Data items

○ ○ ○ ○

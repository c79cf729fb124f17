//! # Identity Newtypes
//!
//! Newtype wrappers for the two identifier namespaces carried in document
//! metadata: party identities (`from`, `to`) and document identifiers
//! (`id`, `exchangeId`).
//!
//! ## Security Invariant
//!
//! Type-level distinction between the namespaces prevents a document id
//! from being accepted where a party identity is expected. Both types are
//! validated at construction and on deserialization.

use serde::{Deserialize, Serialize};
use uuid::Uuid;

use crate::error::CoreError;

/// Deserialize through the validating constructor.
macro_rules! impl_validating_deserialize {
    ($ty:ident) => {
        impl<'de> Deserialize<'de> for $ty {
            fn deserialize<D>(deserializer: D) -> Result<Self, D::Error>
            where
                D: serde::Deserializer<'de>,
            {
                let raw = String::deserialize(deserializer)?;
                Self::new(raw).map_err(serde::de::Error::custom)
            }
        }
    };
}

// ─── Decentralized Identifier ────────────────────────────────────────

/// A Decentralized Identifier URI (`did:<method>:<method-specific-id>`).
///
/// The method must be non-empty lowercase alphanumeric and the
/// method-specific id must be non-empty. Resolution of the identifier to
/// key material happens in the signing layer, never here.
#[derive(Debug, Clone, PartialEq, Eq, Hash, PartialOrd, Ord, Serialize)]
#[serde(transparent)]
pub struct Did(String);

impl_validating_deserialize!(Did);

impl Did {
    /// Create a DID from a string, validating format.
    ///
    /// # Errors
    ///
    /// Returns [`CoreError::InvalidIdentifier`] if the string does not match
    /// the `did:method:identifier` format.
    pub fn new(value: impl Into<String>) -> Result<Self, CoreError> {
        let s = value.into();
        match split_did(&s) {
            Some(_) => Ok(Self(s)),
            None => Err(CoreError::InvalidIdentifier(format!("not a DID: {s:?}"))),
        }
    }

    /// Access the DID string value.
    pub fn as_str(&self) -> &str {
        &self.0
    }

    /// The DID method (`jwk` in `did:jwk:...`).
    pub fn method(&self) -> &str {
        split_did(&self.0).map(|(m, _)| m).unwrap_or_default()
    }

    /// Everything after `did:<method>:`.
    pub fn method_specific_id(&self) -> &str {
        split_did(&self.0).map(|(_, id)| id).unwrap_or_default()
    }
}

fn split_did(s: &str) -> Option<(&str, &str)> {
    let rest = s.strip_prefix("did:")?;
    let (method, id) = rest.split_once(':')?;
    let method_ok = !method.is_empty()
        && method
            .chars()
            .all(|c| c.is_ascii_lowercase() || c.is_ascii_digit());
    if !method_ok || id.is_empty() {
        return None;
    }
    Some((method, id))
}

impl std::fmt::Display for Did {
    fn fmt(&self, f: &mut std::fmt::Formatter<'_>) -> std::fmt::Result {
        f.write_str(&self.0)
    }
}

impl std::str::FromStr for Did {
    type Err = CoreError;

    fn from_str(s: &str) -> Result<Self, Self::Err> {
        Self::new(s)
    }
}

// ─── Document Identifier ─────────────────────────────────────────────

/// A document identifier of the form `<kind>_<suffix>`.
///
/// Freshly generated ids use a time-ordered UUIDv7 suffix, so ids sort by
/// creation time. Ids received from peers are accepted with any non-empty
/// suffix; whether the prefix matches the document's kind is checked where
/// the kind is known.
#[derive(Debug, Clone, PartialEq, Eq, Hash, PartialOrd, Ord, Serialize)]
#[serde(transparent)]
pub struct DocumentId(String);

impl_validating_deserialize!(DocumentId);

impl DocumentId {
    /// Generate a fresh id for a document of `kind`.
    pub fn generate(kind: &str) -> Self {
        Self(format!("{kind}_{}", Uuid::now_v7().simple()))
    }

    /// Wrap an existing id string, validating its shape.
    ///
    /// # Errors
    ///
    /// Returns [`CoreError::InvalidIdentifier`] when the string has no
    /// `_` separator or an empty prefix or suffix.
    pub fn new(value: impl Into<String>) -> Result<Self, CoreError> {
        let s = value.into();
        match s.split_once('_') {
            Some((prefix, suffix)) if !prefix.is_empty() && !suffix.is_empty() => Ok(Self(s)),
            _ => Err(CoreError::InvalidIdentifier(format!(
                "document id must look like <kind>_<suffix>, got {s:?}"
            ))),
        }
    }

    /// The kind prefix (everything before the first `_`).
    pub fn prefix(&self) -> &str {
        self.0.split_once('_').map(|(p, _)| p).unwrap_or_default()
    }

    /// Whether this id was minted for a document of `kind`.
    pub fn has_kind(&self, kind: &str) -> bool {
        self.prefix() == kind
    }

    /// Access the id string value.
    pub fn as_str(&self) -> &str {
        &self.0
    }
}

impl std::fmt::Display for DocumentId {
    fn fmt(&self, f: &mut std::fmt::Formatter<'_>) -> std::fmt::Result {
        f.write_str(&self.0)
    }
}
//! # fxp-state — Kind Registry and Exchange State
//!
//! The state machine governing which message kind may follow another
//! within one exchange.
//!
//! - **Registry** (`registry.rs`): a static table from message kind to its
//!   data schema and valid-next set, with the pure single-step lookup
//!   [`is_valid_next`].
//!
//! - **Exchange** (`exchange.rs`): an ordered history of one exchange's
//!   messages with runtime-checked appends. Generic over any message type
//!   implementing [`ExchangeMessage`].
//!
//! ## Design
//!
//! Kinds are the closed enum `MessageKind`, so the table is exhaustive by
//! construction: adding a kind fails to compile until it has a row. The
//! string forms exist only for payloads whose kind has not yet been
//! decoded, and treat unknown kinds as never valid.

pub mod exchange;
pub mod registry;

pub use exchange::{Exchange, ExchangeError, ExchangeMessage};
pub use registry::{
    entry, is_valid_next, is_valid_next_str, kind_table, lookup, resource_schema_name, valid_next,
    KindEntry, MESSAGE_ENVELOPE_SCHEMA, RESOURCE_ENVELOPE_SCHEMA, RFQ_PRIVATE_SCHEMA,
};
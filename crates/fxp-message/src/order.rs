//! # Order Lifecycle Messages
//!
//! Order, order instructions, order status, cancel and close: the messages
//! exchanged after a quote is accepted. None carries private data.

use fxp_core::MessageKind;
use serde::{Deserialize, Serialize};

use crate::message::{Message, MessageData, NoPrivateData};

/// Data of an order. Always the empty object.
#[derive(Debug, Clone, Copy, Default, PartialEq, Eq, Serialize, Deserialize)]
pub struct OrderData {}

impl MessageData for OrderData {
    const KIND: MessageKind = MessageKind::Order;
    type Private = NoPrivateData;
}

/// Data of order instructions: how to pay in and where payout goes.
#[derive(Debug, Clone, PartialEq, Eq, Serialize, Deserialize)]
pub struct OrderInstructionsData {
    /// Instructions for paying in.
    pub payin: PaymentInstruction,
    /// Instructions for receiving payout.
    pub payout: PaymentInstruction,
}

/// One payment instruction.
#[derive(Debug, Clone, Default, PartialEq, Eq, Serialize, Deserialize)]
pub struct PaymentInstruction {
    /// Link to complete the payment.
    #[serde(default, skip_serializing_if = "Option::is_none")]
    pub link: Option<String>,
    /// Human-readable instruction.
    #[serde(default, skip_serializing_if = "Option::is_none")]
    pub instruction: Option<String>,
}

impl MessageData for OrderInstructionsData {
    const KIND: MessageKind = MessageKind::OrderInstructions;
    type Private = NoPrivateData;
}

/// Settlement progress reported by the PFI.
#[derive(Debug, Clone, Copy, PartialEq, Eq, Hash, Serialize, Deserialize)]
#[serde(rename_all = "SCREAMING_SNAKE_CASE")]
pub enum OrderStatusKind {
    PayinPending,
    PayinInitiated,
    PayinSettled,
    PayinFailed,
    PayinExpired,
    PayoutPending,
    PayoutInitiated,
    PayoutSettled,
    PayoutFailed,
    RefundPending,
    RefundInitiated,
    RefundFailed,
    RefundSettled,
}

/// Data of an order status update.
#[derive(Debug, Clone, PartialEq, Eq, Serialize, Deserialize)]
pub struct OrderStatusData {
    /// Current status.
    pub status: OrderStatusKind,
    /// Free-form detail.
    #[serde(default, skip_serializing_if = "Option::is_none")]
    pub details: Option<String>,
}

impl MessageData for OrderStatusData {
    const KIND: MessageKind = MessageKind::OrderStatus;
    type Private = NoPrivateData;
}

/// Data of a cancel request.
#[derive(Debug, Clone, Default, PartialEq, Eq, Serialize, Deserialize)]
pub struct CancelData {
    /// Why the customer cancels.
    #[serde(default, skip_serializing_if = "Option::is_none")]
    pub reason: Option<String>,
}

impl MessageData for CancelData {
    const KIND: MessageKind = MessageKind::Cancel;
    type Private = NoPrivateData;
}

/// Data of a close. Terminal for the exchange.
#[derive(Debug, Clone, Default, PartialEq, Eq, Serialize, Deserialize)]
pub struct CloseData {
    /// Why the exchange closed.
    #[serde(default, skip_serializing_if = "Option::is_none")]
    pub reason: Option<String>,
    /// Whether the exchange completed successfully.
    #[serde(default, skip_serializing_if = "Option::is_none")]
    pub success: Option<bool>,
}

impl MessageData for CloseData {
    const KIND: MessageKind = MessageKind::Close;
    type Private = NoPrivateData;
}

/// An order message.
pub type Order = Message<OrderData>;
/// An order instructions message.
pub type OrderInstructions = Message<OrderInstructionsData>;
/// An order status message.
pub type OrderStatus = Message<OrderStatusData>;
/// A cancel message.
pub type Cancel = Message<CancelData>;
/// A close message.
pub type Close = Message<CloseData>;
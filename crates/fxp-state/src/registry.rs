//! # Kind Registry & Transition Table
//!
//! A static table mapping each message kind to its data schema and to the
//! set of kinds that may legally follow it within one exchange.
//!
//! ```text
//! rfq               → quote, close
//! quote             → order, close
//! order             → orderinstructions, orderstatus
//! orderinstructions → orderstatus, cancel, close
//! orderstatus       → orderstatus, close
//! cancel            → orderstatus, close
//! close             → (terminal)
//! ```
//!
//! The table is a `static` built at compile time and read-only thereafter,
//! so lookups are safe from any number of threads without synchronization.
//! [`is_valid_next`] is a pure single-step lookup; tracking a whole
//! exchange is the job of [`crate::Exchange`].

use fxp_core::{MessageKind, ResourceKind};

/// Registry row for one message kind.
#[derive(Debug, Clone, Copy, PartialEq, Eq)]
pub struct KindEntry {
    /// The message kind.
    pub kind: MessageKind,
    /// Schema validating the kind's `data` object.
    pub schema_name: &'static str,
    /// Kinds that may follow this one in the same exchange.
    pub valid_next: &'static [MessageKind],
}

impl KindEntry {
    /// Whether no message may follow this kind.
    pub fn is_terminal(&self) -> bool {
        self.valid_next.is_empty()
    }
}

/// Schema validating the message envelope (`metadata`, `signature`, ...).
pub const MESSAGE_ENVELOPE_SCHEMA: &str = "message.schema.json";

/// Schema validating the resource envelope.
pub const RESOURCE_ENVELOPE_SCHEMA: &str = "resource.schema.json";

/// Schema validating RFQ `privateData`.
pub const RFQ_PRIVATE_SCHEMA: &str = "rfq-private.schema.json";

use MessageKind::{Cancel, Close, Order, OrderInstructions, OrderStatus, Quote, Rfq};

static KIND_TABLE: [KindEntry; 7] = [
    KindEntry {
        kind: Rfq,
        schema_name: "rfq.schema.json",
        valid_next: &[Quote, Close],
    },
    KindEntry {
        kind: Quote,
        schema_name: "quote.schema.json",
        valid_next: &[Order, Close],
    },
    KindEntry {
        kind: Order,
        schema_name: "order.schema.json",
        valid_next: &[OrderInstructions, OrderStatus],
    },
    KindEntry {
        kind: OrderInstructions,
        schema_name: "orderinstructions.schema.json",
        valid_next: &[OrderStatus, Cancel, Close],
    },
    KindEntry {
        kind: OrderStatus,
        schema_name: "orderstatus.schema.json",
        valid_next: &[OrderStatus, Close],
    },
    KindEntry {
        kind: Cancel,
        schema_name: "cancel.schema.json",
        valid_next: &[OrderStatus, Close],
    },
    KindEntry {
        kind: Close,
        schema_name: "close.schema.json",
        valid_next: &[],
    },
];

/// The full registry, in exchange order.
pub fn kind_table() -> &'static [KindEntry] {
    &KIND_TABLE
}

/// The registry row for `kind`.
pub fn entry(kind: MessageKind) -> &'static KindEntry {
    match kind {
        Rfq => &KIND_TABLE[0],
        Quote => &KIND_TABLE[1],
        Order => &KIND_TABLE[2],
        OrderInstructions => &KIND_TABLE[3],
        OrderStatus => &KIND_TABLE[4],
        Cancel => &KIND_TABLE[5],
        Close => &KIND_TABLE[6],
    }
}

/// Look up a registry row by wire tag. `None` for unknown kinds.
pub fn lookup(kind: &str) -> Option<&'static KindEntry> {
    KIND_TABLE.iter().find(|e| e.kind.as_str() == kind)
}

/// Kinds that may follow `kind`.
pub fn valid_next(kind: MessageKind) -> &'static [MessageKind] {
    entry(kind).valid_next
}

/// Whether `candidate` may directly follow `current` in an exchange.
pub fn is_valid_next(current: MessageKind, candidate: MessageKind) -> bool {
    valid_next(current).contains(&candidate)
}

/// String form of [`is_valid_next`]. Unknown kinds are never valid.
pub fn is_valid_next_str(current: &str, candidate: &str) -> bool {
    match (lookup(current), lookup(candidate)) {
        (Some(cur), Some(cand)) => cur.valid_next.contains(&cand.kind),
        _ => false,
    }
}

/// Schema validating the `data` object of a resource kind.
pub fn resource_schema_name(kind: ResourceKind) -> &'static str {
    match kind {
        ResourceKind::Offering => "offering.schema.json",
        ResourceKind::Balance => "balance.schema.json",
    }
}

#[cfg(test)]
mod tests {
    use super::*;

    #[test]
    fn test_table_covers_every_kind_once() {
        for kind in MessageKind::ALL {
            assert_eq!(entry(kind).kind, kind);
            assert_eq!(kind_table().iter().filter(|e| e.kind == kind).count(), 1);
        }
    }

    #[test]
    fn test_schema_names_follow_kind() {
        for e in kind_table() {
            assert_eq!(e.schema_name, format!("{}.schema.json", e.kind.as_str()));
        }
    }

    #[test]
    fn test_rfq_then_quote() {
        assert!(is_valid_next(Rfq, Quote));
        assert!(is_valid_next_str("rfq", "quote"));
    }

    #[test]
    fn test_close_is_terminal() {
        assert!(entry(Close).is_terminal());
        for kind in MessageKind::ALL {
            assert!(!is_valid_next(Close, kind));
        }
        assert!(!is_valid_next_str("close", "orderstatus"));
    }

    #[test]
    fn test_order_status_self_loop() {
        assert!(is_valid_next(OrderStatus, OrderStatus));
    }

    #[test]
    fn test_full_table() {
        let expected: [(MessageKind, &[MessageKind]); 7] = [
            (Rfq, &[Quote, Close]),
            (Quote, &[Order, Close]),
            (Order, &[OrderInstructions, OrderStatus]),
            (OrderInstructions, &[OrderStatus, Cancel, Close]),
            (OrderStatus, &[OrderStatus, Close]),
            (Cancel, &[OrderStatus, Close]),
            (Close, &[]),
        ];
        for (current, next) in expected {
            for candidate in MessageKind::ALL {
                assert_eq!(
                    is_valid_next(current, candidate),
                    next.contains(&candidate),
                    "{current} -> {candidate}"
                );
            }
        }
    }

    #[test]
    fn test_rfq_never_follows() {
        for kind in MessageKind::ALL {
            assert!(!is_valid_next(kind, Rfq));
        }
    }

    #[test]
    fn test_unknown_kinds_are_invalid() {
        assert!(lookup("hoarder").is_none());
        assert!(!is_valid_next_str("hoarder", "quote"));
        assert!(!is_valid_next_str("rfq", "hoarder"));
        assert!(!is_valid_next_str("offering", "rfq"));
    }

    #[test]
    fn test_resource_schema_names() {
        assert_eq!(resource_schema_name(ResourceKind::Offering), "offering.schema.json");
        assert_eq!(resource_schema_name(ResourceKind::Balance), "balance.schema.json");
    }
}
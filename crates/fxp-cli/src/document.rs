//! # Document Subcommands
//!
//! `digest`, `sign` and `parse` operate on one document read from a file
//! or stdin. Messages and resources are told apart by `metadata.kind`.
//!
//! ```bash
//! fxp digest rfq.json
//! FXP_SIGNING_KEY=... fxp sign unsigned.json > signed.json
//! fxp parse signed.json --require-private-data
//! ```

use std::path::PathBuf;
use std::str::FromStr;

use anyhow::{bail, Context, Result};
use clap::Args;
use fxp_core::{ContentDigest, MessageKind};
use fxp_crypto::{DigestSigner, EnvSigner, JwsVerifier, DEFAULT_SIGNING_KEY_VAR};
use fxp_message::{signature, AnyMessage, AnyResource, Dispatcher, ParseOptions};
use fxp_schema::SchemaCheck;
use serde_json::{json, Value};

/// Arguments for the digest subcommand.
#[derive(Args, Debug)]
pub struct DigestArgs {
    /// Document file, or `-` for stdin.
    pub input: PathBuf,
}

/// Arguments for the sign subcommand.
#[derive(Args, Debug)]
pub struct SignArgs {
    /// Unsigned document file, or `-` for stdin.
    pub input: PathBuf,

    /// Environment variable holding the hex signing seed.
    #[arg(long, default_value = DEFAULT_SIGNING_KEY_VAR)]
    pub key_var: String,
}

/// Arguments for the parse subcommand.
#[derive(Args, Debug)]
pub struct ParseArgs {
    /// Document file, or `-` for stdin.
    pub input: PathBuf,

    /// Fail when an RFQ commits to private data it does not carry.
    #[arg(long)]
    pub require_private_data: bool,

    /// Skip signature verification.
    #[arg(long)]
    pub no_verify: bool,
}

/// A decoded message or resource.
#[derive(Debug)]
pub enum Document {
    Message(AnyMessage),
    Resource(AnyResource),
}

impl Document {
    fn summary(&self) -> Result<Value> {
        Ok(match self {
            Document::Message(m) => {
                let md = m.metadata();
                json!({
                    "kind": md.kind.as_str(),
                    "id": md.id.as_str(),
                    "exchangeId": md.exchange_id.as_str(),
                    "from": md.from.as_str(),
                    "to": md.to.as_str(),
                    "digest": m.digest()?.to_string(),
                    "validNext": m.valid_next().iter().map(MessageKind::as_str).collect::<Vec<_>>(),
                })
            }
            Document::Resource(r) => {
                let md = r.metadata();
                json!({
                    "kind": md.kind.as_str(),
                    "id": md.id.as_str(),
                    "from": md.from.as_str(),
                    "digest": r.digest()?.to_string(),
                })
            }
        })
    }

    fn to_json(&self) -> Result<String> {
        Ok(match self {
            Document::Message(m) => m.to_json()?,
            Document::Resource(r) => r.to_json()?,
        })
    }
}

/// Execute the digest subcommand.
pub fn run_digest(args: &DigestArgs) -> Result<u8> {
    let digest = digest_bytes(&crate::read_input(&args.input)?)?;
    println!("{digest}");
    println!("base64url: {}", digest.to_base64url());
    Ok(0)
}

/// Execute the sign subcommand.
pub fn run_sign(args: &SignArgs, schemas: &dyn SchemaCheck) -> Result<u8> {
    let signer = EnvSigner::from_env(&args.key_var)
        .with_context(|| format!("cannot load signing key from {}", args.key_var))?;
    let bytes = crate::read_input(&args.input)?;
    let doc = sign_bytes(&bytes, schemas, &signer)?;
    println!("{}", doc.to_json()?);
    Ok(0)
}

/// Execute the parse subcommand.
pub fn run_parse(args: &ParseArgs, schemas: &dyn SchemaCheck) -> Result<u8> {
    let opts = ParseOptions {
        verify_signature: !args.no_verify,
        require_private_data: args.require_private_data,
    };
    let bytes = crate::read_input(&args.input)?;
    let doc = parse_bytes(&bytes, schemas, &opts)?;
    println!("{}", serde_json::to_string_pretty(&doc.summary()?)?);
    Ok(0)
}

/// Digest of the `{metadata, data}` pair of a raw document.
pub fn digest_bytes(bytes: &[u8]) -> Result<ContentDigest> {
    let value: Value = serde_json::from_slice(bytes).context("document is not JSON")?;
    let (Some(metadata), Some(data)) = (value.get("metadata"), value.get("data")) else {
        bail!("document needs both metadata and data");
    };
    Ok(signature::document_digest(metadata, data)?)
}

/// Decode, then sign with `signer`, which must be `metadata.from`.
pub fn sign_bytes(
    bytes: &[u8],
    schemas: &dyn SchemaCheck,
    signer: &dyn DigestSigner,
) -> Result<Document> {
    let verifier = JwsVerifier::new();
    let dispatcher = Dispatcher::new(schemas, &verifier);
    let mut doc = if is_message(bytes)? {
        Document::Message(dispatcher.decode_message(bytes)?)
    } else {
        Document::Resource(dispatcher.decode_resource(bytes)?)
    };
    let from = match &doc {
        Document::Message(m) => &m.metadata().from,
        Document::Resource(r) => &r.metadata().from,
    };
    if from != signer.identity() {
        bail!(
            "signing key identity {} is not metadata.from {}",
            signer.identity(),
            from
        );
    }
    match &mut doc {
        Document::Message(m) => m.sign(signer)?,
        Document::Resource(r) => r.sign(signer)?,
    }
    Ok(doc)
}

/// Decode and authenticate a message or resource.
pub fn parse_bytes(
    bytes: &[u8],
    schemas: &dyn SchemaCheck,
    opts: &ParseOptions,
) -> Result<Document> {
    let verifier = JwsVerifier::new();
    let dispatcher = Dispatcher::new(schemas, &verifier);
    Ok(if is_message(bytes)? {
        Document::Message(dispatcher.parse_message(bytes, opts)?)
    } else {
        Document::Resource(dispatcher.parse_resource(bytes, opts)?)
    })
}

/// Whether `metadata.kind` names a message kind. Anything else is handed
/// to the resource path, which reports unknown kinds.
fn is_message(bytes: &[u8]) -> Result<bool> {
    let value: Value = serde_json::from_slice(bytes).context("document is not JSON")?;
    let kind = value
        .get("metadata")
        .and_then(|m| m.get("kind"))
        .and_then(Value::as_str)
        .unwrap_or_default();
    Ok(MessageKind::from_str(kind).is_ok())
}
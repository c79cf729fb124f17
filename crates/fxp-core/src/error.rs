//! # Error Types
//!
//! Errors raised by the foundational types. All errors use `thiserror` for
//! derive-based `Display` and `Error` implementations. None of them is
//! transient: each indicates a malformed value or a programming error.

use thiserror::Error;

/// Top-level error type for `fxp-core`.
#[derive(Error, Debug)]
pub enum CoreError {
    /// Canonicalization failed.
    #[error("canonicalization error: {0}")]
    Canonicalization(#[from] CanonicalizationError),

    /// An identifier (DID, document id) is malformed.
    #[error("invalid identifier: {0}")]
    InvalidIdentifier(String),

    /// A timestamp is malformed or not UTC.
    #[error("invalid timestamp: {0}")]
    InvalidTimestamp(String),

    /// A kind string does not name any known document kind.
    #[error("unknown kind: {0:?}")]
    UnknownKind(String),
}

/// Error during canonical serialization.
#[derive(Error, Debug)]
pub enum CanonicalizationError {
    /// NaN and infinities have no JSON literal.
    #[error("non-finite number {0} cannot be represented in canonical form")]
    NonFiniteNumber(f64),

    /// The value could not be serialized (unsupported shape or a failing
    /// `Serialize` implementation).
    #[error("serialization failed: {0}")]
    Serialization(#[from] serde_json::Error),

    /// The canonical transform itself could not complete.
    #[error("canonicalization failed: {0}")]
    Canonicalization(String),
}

○ ○ ○ ○

### What is being asked
Scan the entries above for the string "malformed" and copy each line containing it.

### Output for this task
//! transient: each indicates a malformed value or a programming error.
    /// An identifier (DID, document id) is malformed.
    /// A timestamp is malformed or not UTC.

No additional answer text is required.